- Task requirements:
The result should be a verbatim copy of the whole listing.
:: Data shown
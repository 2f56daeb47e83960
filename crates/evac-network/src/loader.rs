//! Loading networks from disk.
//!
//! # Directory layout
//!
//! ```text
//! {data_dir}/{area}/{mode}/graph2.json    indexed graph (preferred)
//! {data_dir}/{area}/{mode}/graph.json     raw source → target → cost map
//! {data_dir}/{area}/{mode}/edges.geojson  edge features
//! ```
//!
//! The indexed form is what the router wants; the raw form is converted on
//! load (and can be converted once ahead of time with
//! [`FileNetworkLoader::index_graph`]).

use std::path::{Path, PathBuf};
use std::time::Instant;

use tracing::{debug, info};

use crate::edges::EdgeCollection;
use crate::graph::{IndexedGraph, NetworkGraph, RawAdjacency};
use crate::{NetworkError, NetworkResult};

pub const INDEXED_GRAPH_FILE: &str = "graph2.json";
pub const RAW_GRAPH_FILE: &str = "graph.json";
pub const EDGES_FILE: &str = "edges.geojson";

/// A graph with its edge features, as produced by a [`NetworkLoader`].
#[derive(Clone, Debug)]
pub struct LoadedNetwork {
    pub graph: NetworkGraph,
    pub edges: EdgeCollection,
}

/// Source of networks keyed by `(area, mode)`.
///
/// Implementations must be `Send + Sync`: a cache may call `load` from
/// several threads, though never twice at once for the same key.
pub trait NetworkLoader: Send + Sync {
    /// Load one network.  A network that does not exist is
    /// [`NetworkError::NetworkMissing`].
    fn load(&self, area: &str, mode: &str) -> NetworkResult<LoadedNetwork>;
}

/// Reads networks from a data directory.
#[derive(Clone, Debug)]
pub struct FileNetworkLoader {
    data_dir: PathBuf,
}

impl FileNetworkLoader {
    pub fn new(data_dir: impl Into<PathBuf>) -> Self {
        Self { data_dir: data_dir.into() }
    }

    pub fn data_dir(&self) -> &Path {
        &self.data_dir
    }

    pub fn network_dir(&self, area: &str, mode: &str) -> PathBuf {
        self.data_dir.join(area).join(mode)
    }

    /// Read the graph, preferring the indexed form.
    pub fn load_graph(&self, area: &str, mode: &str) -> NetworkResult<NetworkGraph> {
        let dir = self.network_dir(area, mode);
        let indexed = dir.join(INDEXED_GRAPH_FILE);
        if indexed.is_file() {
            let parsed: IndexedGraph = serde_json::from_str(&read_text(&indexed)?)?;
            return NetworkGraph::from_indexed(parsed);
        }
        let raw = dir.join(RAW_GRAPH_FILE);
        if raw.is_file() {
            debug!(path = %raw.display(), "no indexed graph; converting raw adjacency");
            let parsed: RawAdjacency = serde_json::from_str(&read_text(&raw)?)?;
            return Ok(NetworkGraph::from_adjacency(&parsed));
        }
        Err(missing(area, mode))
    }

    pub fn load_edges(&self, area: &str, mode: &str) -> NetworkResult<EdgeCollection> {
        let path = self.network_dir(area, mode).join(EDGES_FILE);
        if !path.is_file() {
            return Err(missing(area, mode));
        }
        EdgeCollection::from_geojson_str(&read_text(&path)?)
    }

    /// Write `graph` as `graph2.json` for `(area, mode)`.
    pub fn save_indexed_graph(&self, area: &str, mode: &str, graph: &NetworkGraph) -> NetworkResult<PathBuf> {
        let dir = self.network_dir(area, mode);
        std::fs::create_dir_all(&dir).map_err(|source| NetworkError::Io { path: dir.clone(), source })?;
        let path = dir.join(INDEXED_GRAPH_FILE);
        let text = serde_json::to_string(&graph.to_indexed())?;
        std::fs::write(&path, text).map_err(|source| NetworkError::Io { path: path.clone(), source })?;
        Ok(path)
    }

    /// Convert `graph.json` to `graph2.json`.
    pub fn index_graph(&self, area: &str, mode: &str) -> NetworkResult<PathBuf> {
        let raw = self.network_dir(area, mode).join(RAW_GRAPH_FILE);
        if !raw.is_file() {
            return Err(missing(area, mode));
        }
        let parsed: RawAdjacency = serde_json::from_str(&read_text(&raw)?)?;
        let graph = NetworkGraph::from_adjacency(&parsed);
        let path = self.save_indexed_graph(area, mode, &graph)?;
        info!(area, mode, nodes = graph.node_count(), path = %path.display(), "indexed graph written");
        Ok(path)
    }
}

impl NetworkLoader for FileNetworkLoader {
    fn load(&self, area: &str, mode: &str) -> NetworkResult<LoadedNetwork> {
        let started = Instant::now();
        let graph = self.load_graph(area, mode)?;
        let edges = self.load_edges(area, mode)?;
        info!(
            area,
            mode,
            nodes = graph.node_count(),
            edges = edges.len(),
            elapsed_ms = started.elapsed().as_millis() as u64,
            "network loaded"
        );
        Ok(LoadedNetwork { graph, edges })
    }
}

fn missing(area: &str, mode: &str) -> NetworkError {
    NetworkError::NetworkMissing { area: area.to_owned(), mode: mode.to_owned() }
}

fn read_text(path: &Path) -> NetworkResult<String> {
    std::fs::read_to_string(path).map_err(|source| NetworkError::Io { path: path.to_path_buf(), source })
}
::::
- Your response:
repository 2f56daeb47e83960
filename crates/evac-network/src/loader.rs
//! Loading networks from disk.
//!
//! # Directory layout
//!
//! ```text
//! {data_dir}/{area}/{mode}/graph2.json    indexed graph (preferred)
//! {data_dir}/{area}/{mode}/graph.json     raw source → target → cost map
//! {data_dir}/{area}/{mode}/edges.geojson  edge features
//! ```
//!
//! The indexed form is what the router wants; the raw form is converted on
//! load (and can be converted once ahead of time with
//! [`FileNetworkLoader::index_graph`]).

use std::path::{Path, PathBuf};
use std::time::Instant;

use tracing::{debug, info};

use crate::edges::EdgeCollection;
use crate::graph::{IndexedGraph, NetworkGraph, RawAdjacency};
use crate::{NetworkError, NetworkResult};

pub const INDEXED_GRAPH_FILE: &str = "graph2.json";
pub const RAW_GRAPH_FILE: &str = "graph.json";
pub const EDGES_FILE: &str = "edges.geojson";

/// A graph with its edge features, as produced by a [`NetworkLoader`].
#[derive(Clone, Debug)]
pub struct LoadedNetwork {
    pub graph: NetworkGraph,
    pub edges: EdgeCollection,
}

/// Source of networks keyed by `(area, mode)`.
///
/// Implementations must be `Send + Sync`: a cache may call `load` from
/// several threads, though never twice at once for the same key.
pub trait NetworkLoader: Send + Sync {
    /// Load one network.  A network that does not exist is
    /// [`NetworkError::NetworkMissing`].
    fn load(&self, area: &str, mode: &str) -> NetworkResult<LoadedNetwork>;
}

/// Reads networks from a data directory.
#[derive(Clone, Debug)]
pub struct FileNetworkLoader {
    data_dir: PathBuf,
}

impl FileNetworkLoader {
    pub fn new(data_dir: impl Into<PathBuf>) -> Self {
        Self { data_dir: data_dir.into() }
    }

    pub fn data_dir(&self) -> &Path {
        &self.data_dir
    }

    pub fn network_dir(&self, area: &str, mode: &str) -> PathBuf {
        self.data_dir.join(area).join(mode)
    }

    /// Read the graph, preferring the indexed form.
    pub fn load_graph(&self, area: &str, mode: &str) -> NetworkResult<NetworkGraph> {
        let dir = self.network_dir(area, mode);
        let indexed = dir.join(INDEXED_GRAPH_FILE);
        if indexed.is_file() {
            let parsed: IndexedGraph = serde_json::from_str(&read_text(&indexed)?)?;
            return NetworkGraph::from_indexed(parsed);
        }
        let raw = dir.join(RAW_GRAPH_FILE);
        if raw.is_file() {
            debug!(path = %raw.display(), "no indexed graph; converting raw adjacency");
            let parsed: RawAdjacency = serde_json::from_str(&read_text(&raw)?)?;
            return Ok(NetworkGraph::from_adjacency(&parsed));
        }
        Err(missing(area, mode))
    }

    pub fn load_edges(&self, area: &str, mode: &str) -> NetworkResult<EdgeCollection> {
        let path = self.network_dir(area, mode).join(EDGES_FILE);
        if !path.is_file() {
            return Err(missing(area, mode));
        }
        EdgeCollection::from_geojson_str(&read_text(&path)?)
    }

    /// Write `graph` as `graph2.json` for `(area, mode)`.
    pub fn save_indexed_graph(&self, area: &str, mode: &str, graph: &NetworkGraph) -> NetworkResult<PathBuf> {
        let dir = self.network_dir(area, mode);
        std::fs::create_dir_all(&dir).map_err(|source| NetworkError::Io { path: dir.clone(), source })?;
        let path = dir.join(INDEXED_GRAPH_FILE);
        let text = serde_json::to_string(&graph.to_indexed())?;
        std::fs::write(&path, text).map_err(|source| NetworkError::Io { path: path.clone(), source })?;
        Ok(path)
    }

    /// Convert `graph.json` to `graph2.json`.
    pub fn index_graph(&self, area: &str, mode: &str) -> NetworkResult<PathBuf> {
        let raw = self.network_dir(area, mode).join(RAW_GRAPH_FILE);
        if !raw.is_file() {
            return Err(missing(area, mode));
        }
        let parsed: RawAdjacency = serde_json::from_str(&read_text(&raw)?)?;
        let graph = NetworkGraph::from_adjacency(&parsed);
        let path = self.save_indexed_graph(area, mode, &graph)?;
        info!(area, mode, nodes = graph.node_count(), path = %path.display(), "indexed graph written");
        Ok(path)
    }
}

impl NetworkLoader for FileNetworkLoader {
    fn load(&self, area: &str, mode: &str) -> NetworkResult<LoadedNetwork> {
        let started = Instant::now();
        let graph = self.load_graph(area, mode)?;
        let edges = self.load_edges(area, mode)?;
        info!(
            area,
            mode,
            nodes = graph.node_count(),
            edges = edges.len(),
            elapsed_ms = started.elapsed().as_millis() as u64,
            "network loaded"
        );
        Ok(LoadedNetwork { graph, edges })
    }
}

fn missing(area: &str, mode: &str) -> NetworkError {
    NetworkError::NetworkMissing { area: area.to_owned(), mode: mode.to_owned() }
}

fn read_text(path: &Path) -> NetworkResult<String> {
    std::fs::read_to_string(path).map_err(|source| NetworkError::Io { path: path.to_path_buf(), source })
}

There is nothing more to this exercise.